## TASK OBJECTIVE
Could you write out the whole listing exactly as it appears?
►
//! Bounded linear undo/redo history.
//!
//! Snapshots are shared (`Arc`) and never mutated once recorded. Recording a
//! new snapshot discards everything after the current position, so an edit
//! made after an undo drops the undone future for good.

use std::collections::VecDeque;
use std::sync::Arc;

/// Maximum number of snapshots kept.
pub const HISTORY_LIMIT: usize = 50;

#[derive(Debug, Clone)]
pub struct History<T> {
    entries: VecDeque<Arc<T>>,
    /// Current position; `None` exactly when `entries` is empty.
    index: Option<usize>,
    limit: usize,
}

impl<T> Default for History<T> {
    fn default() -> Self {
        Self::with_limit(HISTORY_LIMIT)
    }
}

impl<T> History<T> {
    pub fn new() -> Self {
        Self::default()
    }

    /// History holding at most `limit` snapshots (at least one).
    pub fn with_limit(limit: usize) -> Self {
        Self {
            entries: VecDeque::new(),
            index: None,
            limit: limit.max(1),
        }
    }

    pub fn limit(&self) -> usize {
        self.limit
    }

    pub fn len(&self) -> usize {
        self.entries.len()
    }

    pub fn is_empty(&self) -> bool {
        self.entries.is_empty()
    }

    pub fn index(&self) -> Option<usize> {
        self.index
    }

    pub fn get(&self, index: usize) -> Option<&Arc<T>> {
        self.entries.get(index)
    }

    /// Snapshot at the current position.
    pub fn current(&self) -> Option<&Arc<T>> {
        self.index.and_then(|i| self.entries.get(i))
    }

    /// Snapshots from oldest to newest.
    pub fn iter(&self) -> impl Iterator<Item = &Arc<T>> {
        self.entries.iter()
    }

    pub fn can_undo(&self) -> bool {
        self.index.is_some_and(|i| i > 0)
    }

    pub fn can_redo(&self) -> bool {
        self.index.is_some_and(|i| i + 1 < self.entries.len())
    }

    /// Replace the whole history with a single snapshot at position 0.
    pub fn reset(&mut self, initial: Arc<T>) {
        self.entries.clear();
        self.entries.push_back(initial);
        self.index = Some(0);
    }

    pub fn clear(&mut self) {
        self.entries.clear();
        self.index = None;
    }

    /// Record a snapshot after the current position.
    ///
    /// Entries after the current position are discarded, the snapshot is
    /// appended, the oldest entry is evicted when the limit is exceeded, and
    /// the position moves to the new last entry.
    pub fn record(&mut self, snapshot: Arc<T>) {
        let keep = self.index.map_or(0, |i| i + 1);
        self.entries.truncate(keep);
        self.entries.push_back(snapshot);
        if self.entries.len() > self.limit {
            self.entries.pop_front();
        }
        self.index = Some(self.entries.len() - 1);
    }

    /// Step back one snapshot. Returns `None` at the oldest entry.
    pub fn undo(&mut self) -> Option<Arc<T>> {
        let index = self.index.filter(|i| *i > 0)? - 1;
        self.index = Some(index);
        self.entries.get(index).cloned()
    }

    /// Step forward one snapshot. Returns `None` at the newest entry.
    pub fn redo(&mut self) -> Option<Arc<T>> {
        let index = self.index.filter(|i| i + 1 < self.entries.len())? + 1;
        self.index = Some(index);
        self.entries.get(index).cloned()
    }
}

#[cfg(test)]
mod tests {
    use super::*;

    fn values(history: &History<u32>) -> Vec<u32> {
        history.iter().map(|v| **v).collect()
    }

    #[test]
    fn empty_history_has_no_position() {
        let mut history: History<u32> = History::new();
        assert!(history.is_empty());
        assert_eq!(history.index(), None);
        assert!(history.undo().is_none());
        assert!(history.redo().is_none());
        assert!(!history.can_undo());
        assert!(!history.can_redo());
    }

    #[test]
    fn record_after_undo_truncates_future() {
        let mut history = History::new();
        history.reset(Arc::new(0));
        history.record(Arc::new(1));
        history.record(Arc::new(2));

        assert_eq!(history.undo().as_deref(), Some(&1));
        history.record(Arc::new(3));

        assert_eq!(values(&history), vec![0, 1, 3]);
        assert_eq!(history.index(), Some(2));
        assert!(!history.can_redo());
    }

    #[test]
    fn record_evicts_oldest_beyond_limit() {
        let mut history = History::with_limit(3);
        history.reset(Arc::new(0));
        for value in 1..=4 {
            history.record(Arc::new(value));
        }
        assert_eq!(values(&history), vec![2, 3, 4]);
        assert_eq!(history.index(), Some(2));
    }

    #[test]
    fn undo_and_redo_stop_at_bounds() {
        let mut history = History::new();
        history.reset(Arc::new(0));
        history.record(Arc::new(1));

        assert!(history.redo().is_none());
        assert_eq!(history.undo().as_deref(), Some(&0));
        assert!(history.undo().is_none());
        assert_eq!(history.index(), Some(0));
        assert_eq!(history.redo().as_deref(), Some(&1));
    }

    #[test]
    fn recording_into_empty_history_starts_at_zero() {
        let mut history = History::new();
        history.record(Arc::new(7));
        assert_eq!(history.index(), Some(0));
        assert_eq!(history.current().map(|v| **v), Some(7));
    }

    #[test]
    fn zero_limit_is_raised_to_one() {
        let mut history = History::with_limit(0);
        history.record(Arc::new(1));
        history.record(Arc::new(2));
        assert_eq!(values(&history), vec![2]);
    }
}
◄
## RESULT OF THIS EXERCISE
//! Bounded linear undo/redo history.
//!
//! Snapshots are shared (`Arc`) and never mutated once recorded. Recording a
//! new snapshot discards everything after the current position, so an edit
//! made after an undo drops the undone future for good.

use std::collections::VecDeque;
use std::sync::Arc;

/// Maximum number of snapshots kept.
pub const HISTORY_LIMIT: usize = 50;

#[derive(Debug, Clone)]
pub struct History<T> {
    entries: VecDeque<Arc<T>>,
    /// Current position; `None` exactly when `entries` is empty.
    index: Option<usize>,
    limit: usize,
}

impl<T> Default for History<T> {
    fn default() -> Self {
        Self::with_limit(HISTORY_LIMIT)
    }
}

impl<T> History<T> {
    pub fn new() -> Self {
        Self::default()
    }

    /// History holding at most `limit` snapshots (at least one).
    pub fn with_limit(limit: usize) -> Self {
        Self {
            entries: VecDeque::new(),
            index: None,
            limit: limit.max(1),
        }
    }

    pub fn limit(&self) -> usize {
        self.limit
    }

    pub fn len(&self) -> usize {
        self.entries.len()
    }

    pub fn is_empty(&self) -> bool {
        self.entries.is_empty()
    }

    pub fn index(&self) -> Option<usize> {
        self.index
    }

    pub fn get(&self, index: usize) -> Option<&Arc<T>> {
        self.entries.get(index)
    }

    /// Snapshot at the current position.
    pub fn current(&self) -> Option<&Arc<T>> {
        self.index.and_then(|i| self.entries.get(i))
    }

    /// Snapshots from oldest to newest.
    pub fn iter(&self) -> impl Iterator<Item = &Arc<T>> {
        self.entries.iter()
    }

    pub fn can_undo(&self) -> bool {
        self.index.is_some_and(|i| i > 0)
    }

    pub fn can_redo(&self) -> bool {
        self.index.is_some_and(|i| i + 1 < self.entries.len())
    }

    /// Replace the whole history with a single snapshot at position 0.
    pub fn reset(&mut self, initial: Arc<T>) {
        self.entries.clear();
        self.entries.push_back(initial);
        self.index = Some(0);
    }

    pub fn clear(&mut self) {
        self.entries.clear();
        self.index = None;
    }

    /// Record a snapshot after the current position.
    ///
    /// Entries after the current position are discarded, the snapshot is
    /// appended, the oldest entry is evicted when the limit is exceeded, and
    /// the position moves to the new last entry.
    pub fn record(&mut self, snapshot: Arc<T>) {
        let keep = self.index.map_or(0, |i| i + 1);
        self.entries.truncate(keep);
        self.entries.push_back(snapshot);
        if self.entries.len() > self.limit {
            self.entries.pop_front();
        }
        self.index = Some(self.entries.len() - 1);
    }

    /// Step back one snapshot. Returns `None` at the oldest entry.
    pub fn undo(&mut self) -> Option<Arc<T>> {
        let index = self.index.filter(|i| *i > 0)? - 1;
        self.index = Some(index);
        self.entries.get(index).cloned()
    }

    /// Step forward one snapshot. Returns `None` at the newest entry.
    pub fn redo(&mut self) -> Option<Arc<T>> {
        let index = self.index.filter(|i| i + 1 < self.entries.len())? + 1;
        self.index = Some(index);
        self.entries.get(index).cloned()
    }
}

#[cfg(test)]
mod tests {
    use super::*;

    fn values(history: &History<u32>) -> Vec<u32> {
        history.iter().map(|v| **v).collect()
    }

    #[test]
    fn empty_history_has_no_position() {
        let mut history: History<u32> = History::new();
        assert!(history.is_empty());
        assert_eq!(history.index(), None);
        assert!(history.undo().is_none());
        assert!(history.redo().is_none());
        assert!(!history.can_undo());
        assert!(!history.can_redo());
    }

    #[test]
    fn record_after_undo_truncates_future() {
        let mut history = History::new();
        history.reset(Arc::new(0));
        history.record(Arc::new(1));
        history.record(Arc::new(2));

        assert_eq!(history.undo().as_deref(), Some(&1));
        history.record(Arc::new(3));

        assert_eq!(values(&history), vec![0, 1, 3]);
        assert_eq!(history.index(), Some(2));
        assert!(!history.can_redo());
    }

    #[test]
    fn record_evicts_oldest_beyond_limit() {
        let mut history = History::with_limit(3);
        history.reset(Arc::new(0));
        for value in 1..=4 {
            history.record(Arc::new(value));
        }
        assert_eq!(values(&history), vec![2, 3, 4]);
        assert_eq!(history.index(), Some(2));
    }

    #[test]
    fn undo_and_redo_stop_at_bounds() {
        let mut history = History::new();
        history.reset(Arc::new(0));
        history.record(Arc::new(1));

        assert!(history.redo().is_none());
        assert_eq!(history.undo().as_deref(), Some(&0));
        assert!(history.undo().is_none());
        assert_eq!(history.index(), Some(0));
        assert_eq!(history.redo().as_deref(), Some(&1));
    }

    #[test]
    fn recording_into_empty_history_starts_at_zero() {
        let mut history = History::new();
        history.record(Arc::new(7));
        assert_eq!(history.index(), Some(0));
        assert_eq!(history.current().map(|v| **v), Some(7));
    }

    #[test]
    fn zero_limit_is_raised_to_one() {
        let mut history = History::with_limit(0);
        history.record(Arc::new(1));
        history.record(Arc::new(2));
        assert_eq!(values(&history), vec![2]);
    }
}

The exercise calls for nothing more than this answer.